*ACTION ITEM*. The answer must be the full listing, reproduced word for word.

*GIVEN INFORMATION*.
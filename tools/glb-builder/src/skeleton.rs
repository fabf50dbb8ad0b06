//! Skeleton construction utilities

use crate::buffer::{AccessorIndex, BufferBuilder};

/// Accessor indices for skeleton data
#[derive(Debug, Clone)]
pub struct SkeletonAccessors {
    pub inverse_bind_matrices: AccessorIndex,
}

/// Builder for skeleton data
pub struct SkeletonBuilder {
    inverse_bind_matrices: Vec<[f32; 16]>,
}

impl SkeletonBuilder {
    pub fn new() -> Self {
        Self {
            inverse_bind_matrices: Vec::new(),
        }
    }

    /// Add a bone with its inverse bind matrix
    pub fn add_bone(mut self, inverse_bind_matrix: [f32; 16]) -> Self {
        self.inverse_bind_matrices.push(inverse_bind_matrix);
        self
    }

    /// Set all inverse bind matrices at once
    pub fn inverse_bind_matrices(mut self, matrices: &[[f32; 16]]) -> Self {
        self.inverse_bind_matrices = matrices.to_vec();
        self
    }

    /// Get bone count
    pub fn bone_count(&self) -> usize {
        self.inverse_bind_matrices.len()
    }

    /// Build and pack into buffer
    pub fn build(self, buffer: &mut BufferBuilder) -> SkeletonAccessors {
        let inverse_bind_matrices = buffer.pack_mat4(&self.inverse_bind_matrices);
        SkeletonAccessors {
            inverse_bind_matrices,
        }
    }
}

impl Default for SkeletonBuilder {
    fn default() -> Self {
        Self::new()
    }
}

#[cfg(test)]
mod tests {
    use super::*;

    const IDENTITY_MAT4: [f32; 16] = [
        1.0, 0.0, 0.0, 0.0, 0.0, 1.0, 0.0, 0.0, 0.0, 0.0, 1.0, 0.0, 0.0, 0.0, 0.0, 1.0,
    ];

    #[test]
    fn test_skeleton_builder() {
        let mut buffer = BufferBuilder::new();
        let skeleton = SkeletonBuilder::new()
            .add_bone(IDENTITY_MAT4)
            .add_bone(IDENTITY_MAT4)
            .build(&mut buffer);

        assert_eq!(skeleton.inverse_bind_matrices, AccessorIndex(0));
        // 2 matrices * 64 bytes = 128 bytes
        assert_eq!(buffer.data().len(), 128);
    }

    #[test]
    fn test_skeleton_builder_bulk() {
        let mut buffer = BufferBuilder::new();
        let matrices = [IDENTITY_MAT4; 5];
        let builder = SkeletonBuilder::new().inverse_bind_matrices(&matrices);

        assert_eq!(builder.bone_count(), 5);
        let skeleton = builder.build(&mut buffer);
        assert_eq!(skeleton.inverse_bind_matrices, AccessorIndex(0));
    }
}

*SOLUTION TO THIS TASK*.
filename tools/glb-builder/src/skeleton.rs
repository fabf50dbb8ad0b06
//! Skeleton construction utilities

use crate::buffer::{AccessorIndex, BufferBuilder};

/// Accessor indices for skeleton data
#[derive(Debug, Clone)]
pub struct SkeletonAccessors {
    pub inverse_bind_matrices: AccessorIndex,
}

/// Builder for skeleton data
pub struct SkeletonBuilder {
    inverse_bind_matrices: Vec<[f32; 16]>,
}

impl SkeletonBuilder {
    pub fn new() -> Self {
        Self {
            inverse_bind_matrices: Vec::new(),
        }
    }

    /// Add a bone with its inverse bind matrix
    pub fn add_bone(mut self, inverse_bind_matrix: [f32; 16]) -> Self {
        self.inverse_bind_matrices.push(inverse_bind_matrix);
        self
    }

    /// Set all inverse bind matrices at once
    pub fn inverse_bind_matrices(mut self, matrices: &[[f32; 16]]) -> Self {
        self.inverse_bind_matrices = matrices.to_vec();
        self
    }

    /// Get bone count
    pub fn bone_count(&self) -> usize {
        self.inverse_bind_matrices.len()
    }

    /// Build and pack into buffer
    pub fn build(self, buffer: &mut BufferBuilder) -> SkeletonAccessors {
        let inverse_bind_matrices = buffer.pack_mat4(&self.inverse_bind_matrices);
        SkeletonAccessors {
            inverse_bind_matrices,
        }
    }
}

impl Default for SkeletonBuilder {
    fn default() -> Self {
        Self::new()
    }
}

#[cfg(test)]
mod tests {
    use super::*;

    const IDENTITY_MAT4: [f32; 16] = [
        1.0, 0.0, 0.0, 0.0, 0.0, 1.0, 0.0, 0.0, 0.0, 0.0, 1.0, 0.0, 0.0, 0.0, 0.0, 1.0,
    ];

    #[test]
    fn test_skeleton_builder() {
        let mut buffer = BufferBuilder::new();
        let skeleton = SkeletonBuilder::new()
            .add_bone(IDENTITY_MAT4)
            .add_bone(IDENTITY_MAT4)
            .build(&mut buffer);

        assert_eq!(skeleton.inverse_bind_matrices, AccessorIndex(0));
        // 2 matrices * 64 bytes = 128 bytes
        assert_eq!(buffer.data().len(), 128);
    }

    #[test]
    fn test_skeleton_builder_bulk() {
        let mut buffer = BufferBuilder::new();
        let matrices = [IDENTITY_MAT4; 5];
        let builder = SkeletonBuilder::new().inverse_bind_matrices(&matrices);

        assert_eq!(builder.bone_count(), 5);
        let skeleton = builder.build(&mut buffer);
        assert_eq!(skeleton.inverse_bind_matrices, AccessorIndex(0));
    }
}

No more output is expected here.